* PROBLEM TO SOLVE
Find the lines holding the string "Clone" in the data, then copy all of them.

* Stored data
:::

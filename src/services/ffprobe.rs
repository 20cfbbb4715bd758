//! FFprobe service for reading track metadata.

use crate::Result;
use serde::Deserialize;
use std::collections::HashMap;
use std::path::Path;
use std::process::Command;

/// Container metadata of one extracted track.
#[derive(Debug, Clone, Default, PartialEq)]
pub struct TrackMetadata {
    /// Duration in seconds.
    pub duration_secs: Option<f64>,
    /// Audio language tags in stream order, deduplicated.
    pub languages: Vec<String>,
    /// Any stream flagged default.
    pub default_flag: bool,
    /// Any stream flagged forced.
    pub forced_flag: bool,
}

/// Reads duration and stream flags from a media file.
///
/// Failure is reported as `None` so classification can degrade instead of
/// aborting.
pub trait MetadataProbe: Send + Sync {
    fn probe(&self, path: &Path) -> Option<TrackMetadata>;
}

/// FFprobe output format.
#[derive(Debug, Deserialize)]
struct FfprobeOutput {
    #[serde(default)]
    streams: Vec<FfprobeStream>,
    format: Option<FfprobeFormat>,
}

/// FFprobe stream information.
#[derive(Debug, Deserialize)]
struct FfprobeStream {
    codec_type: Option<String>,
    duration: Option<String>,
    #[serde(default)]
    tags: HashMap<String, String>,
    #[serde(default)]
    disposition: HashMap<String, i64>,
}

/// FFprobe format information.
#[derive(Debug, Deserialize)]
struct FfprobeFormat {
    duration: Option<String>,
    #[serde(default)]
    tags: HashMap<String, String>,
}

/// Probe backed by the `ffprobe` binary.
#[derive(Debug, Clone)]
pub struct FfprobeProbe {
    binary: String,
}

impl FfprobeProbe {
    pub fn new(binary: &str) -> Self {
        Self {
            binary: binary.to_string(),
        }
    }

    /// Check if ffprobe is installed.
    pub fn is_installed(&self) -> bool {
        Command::new(&self.binary)
            .arg("-version")
            .output()
            .map(|o| o.status.success())
            .unwrap_or(false)
    }

    /// Get ffprobe version.
    pub fn version(&self) -> Result<String> {
        let output = Command::new(&self.binary).arg("-version").output()?;

        let stdout = String::from_utf8_lossy(&output.stdout);
        let first_line = stdout.lines().next().unwrap_or("unknown");

        Ok(first_line.to_string())
    }

    fn run(&self, path: &Path) -> Result<TrackMetadata> {
        let output = Command::new(&self.binary)
            .args([
                "-v",
                "quiet",
                "-print_format",
                "json",
                "-show_format",
                "-show_streams",
            ])
            .arg(path)
            .output()?;

        if !output.status.success() {
            return Err(crate::Error::other(format!(
                "ffprobe failed for: {:?}",
                path
            )));
        }

        parse_output(&output.stdout)
    }
}

impl MetadataProbe for FfprobeProbe {
    fn probe(&self, path: &Path) -> Option<TrackMetadata> {
        match self.run(path) {
            Ok(meta) => Some(meta),
            Err(e) => {
                tracing::warn!("Probe failed for {}: {}", path.display(), e);
                None
            }
        }
    }
}

/// Parse `ffprobe -print_format json -show_format -show_streams` output.
pub fn parse_output(json: &[u8]) -> Result<TrackMetadata> {
    let ffprobe: FfprobeOutput = serde_json::from_slice(json)?;

    let format_duration = ffprobe.format.as_ref().and_then(|f| {
        f.duration
            .as_deref()
            .and_then(parse_seconds)
            .or_else(|| tag(&f.tags, "DURATION").and_then(parse_seconds))
    });

    // Matroska files from remux tools often only carry per-stream DURATION tags.
    let stream_duration = ffprobe
        .streams
        .iter()
        .filter_map(|s| {
            s.duration
                .as_deref()
                .and_then(parse_seconds)
                .or_else(|| tag(&s.tags, "DURATION").and_then(parse_seconds))
        })
        .fold(None::<f64>, |max, d| Some(max.map_or(d, |m| m.max(d))));

    let mut languages: Vec<String> = Vec::new();
    for stream in ffprobe
        .streams
        .iter()
        .filter(|s| s.codec_type.as_deref() == Some("audio"))
    {
        if let Some(lang) = tag(&stream.tags, "language") {
            let lang = lang.to_lowercase();
            if lang != "und" && !languages.contains(&lang) {
                languages.push(lang);
            }
        }
    }

    let flag = |name: &str| {
        ffprobe
            .streams
            .iter()
            .any(|s| s.disposition.get(name).copied().unwrap_or(0) != 0)
    };

    Ok(TrackMetadata {
        duration_secs: format_duration.or(stream_duration).filter(|d| *d > 0.0),
        languages,
        default_flag: flag("default"),
        forced_flag: flag("forced"),
    })
}

fn tag<'a>(tags: &'a HashMap<String, String>, key: &str) -> Option<&'a str> {
    tags.iter()
        .find(|(k, _)| k.eq_ignore_ascii_case(key))
        .map(|(_, v)| v.as_str())
}

/// Parse `5400.123` or `01:30:00.123000000` into seconds.
fn parse_seconds(s: &str) -> Option<f64> {
    let s = s.trim();
    if let Ok(secs) = s.parse::<f64>() {
        return Some(secs);
    }

    let parts: Vec<&str> = s.split(':').collect();
    if parts.len() != 3 {
        return None;
    }
    let hours: f64 = parts[0].parse().ok()?;
    let minutes: f64 = parts[1].parse().ok()?;
    let seconds: f64 = parts[2].parse().ok()?;
    Some(hours * 3600.0 + minutes * 60.0 + seconds)
}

:::

* SOLUTION FOR THIS EXERCISE
#[derive(Debug, Clone, Default, PartialEq)]
#[derive(Debug, Clone)]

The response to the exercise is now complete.